Louis Aragon (October 3, 1897December 24, 1982), French poet and novelist, a long-time political supporter of the communist party and prominent member of the Surrealists.

Contents

Life

Aragon was born and died in Paris.

Having been involved in Dada from 1919 to 1924, he became a founding member of Surrealism in 1924 with André Breton and Philippe Soupault. Aragon joined the French Communist Party with several other surrealists. He would remain a member for the rest of his life, writing several political poems including one to Maurice Thorez, however he was also critical of the USSR, particularly during the 1950s.

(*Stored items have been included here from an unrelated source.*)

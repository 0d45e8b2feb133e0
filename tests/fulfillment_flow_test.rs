//! End-to-end fulfillment flows over a wired `AppState`.
//!
//! Covers the stock-availability invariants: validate-then-deduct, batch
//! rejection without partial effects, most-recent-first ordering, the
//! restock-on-delete policy, and serialization of concurrent callers.

mod common;

use std::sync::Arc;
use std::thread;

use assert_matches::assert_matches;
use common::TestApp;
use nexgen_core::config::AppConfig;
use nexgen_core::errors::ServiceError;
use nexgen_core::models::{InventoryStatus, SalesOrderStatus};
use nexgen_core::services::{CreateOrderRequest, OrderLineRequest};
use rust_decimal_macros::dec;

fn order_request(lines: Vec<OrderLineRequest>) -> CreateOrderRequest {
    CreateOrderRequest {
        user_id: "user-1".into(),
        username: "John Staff".into(),
        items: lines,
        document_name: None,
        document_type: None,
    }
}

#[test]
fn order_deducts_stock_and_lands_first_in_the_ledger() {
    let app = TestApp::new();
    let item = app.seed_item("Desk Lamp", 5, dec!(10.00));

    let order = app
        .state
        .fulfillment
        .create_order(order_request(vec![OrderLineRequest {
            inventory_id: item.clone(),
            quantity: 3,
        }]))
        .expect("order should be fulfilled");

    assert_eq!(order.status, SalesOrderStatus::Approved);
    assert_eq!(order.total_amount, dec!(30.00));
    assert!(order.id.starts_with("SO-"));

    let record = app.state.inventory.get(&item).unwrap().unwrap();
    assert_eq!(record.quantity, 2);
    assert_eq!(record.status, InventoryStatus::LowStock);

    let orders = app.state.orders.list().unwrap();
    assert_eq!(orders[0].id, order.id);
}

#[test]
fn oversell_fails_whole_batch_with_no_inventory_change() {
    let app = TestApp::new();
    let item = app.seed_item("Desk Lamp", 5, dec!(10.00));

    let err = app
        .state
        .fulfillment
        .create_order(order_request(vec![OrderLineRequest {
            inventory_id: item.clone(),
            quantity: 6,
        }]))
        .unwrap_err();

    assert_matches!(err, ServiceError::InsufficientStock(name) if name == "Desk Lamp");
    assert_eq!(app.state.inventory.get(&item).unwrap().unwrap().quantity, 5);
    assert!(app.state.orders.list().unwrap().is_empty());
}

#[test]
fn multi_line_total_sums_quantity_times_price() {
    let app = TestApp::new();
    let a = app.seed_item("Item A", 10, dec!(10.00));
    let b = app.seed_item("Item B", 10, dec!(5.00));

    let order = app
        .state
        .fulfillment
        .create_order(order_request(vec![
            OrderLineRequest {
                inventory_id: a,
                quantity: 2,
            },
            OrderLineRequest {
                inventory_id: b,
                quantity: 1,
            },
        ]))
        .unwrap();

    assert_eq!(order.total_amount, dec!(25.00));
    assert_eq!(order.items.len(), 2);
}

#[test]
fn snapshot_prices_survive_later_inventory_edits() {
    let app = TestApp::new();
    let item = app.seed_item("Desk Lamp", 10, dec!(10.00));

    let order = app
        .state
        .fulfillment
        .create_order(order_request(vec![OrderLineRequest {
            inventory_id: item.clone(),
            quantity: 1,
        }]))
        .unwrap();

    app.state
        .inventory
        .update(
            &item,
            nexgen_core::repositories::UpdateInventoryRequest {
                unit_price: Some(dec!(99.00)),
                item_name: Some("Renamed Lamp".into()),
                ..Default::default()
            },
        )
        .unwrap();

    let stored = app.state.orders.get(&order.id).unwrap().unwrap();
    assert_eq!(stored.items[0].unit_price, dec!(10.00));
    assert_eq!(stored.items[0].item_name, "Desk Lamp");
}

#[test]
fn attachment_metadata_is_persisted_with_the_order() {
    let app = TestApp::new();
    let item = app.seed_item("Desk Lamp", 5, dec!(10.00));

    let order = app
        .state
        .fulfillment
        .create_order(CreateOrderRequest {
            user_id: "user-1".into(),
            username: "John Staff".into(),
            items: vec![OrderLineRequest {
                inventory_id: item,
                quantity: 1,
            }],
            document_name: Some("po-2291.pdf".into()),
            document_type: Some("application/pdf".into()),
        })
        .unwrap();

    let stored = app.state.orders.get(&order.id).unwrap().unwrap();
    assert_eq!(stored.document_name.as_deref(), Some("po-2291.pdf"));
    assert_eq!(stored.document_type.as_deref(), Some("application/pdf"));
}

#[test]
fn delete_order_default_policy_keeps_deduction() {
    let app = TestApp::new();
    let item = app.seed_item("Desk Lamp", 5, dec!(10.00));
    let order = app
        .state
        .fulfillment
        .create_order(order_request(vec![OrderLineRequest {
            inventory_id: item.clone(),
            quantity: 3,
        }]))
        .unwrap();

    app.state.fulfillment.delete_order(&order.id).unwrap();

    assert!(app.state.orders.list().unwrap().is_empty());
    assert_eq!(app.state.inventory.get(&item).unwrap().unwrap().quantity, 2);
}

#[test]
fn delete_order_restock_policy_returns_stock() {
    let app = TestApp::with_config(AppConfig {
        seed_on_empty: false,
        restock_on_delete: true,
        ..AppConfig::default()
    });
    let item = app.seed_item("Desk Lamp", 5, dec!(10.00));
    let order = app
        .state
        .fulfillment
        .create_order(order_request(vec![OrderLineRequest {
            inventory_id: item.clone(),
            quantity: 5,
        }]))
        .unwrap();

    assert_eq!(
        app.state.inventory.get(&item).unwrap().unwrap().status,
        InventoryStatus::OutOfStock
    );

    app.state.fulfillment.delete_order(&order.id).unwrap();

    let record = app.state.inventory.get(&item).unwrap().unwrap();
    assert_eq!(record.quantity, 5);
    assert_eq!(record.status, InventoryStatus::LowStock);
}

#[test]
fn concurrent_orders_never_oversell() {
    let app = Arc::new(TestApp::new());
    let item = app.seed_item("Desk Lamp", 5, dec!(10.00));

    let handles: Vec<_> = (0..8)
        .map(|_| {
            let app = app.clone();
            let item = item.clone();
            thread::spawn(move || {
                app.state
                    .fulfillment
                    .create_order(order_request(vec![OrderLineRequest {
                        inventory_id: item,
                        quantity: 1,
                    }]))
                    .is_ok()
            })
        })
        .collect();

    let fulfilled = handles
        .into_iter()
        .map(|h| h.join())
        .filter(|outcome| matches!(outcome, Ok(true)))
        .count();

    // Five units, eight hopefuls: exactly five orders land and stock ends
    // at zero, never below.
    assert_eq!(fulfilled, 5);
    let record = app.state.inventory.get(&item).unwrap().unwrap();
    assert_eq!(record.quantity, 0);
    assert_eq!(record.status, InventoryStatus::OutOfStock);
    assert_eq!(app.state.orders.list().unwrap().len(), 5);
}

In 1939 he married Russian-born author Elsa Triolet (born 1896), the sister of Lilya Brik, a mistress and common-law wife of Russian poet Vladimir Mayakovsky. Aragon and Triolet collaborated in the left-wing French media before and during World War II, going underground for most of the Nazi occupation.

During the World War II German occupation of France he wrote for the underground press Les Éditions de Minuit.

From Snarxism to Marxism

The French surrealists had long claimed Lewis Carroll as one of their own, so it came as no surprise when Aragon tackled The Hunting of the Snark in 1929, shortly before he completed his transition from Snarxism to Marxism, as Martin Gardner puts it. Witness the key stanza of the poem in Aragon's translation:

Ils le traquèrent avec des gobelets ils le traquèrent avec soin
Ils le poursuivirent avec des fourches et de l'espoir
Ils menacèrent sa vie avec une action de chemin de fer
Ils le charmèrent avec des sourires et du savon

Gardner calls the translation "pedestrian", and reminds the reader of Carroll's Rhyme? And Reason? (also published as Phantasmagoria). Gardner finds also the rest of Aragon's writings on Carroll's nonsense poetry full of factual errors, and cautions the reader that there is no evidence that Aragon intended any of it as a joke.

Back to Surrealism

After the death of his wife on June 16, 1970, Aragon came out as bisexual, appearing at gay pride parades in a pink convertible (Ivry 1996, p.134).

Bibliography

Novels and Short Stories

Poetry

Essays




Unless indicated otherwise, the text in this article is either based on Wikipedia article "Louis Aragon" or another language Wikipedia page thereof used under the terms of the GNU Free Documentation License; or on original research by Jahsonic and friends. See Art and Popular Culture's copyright notice.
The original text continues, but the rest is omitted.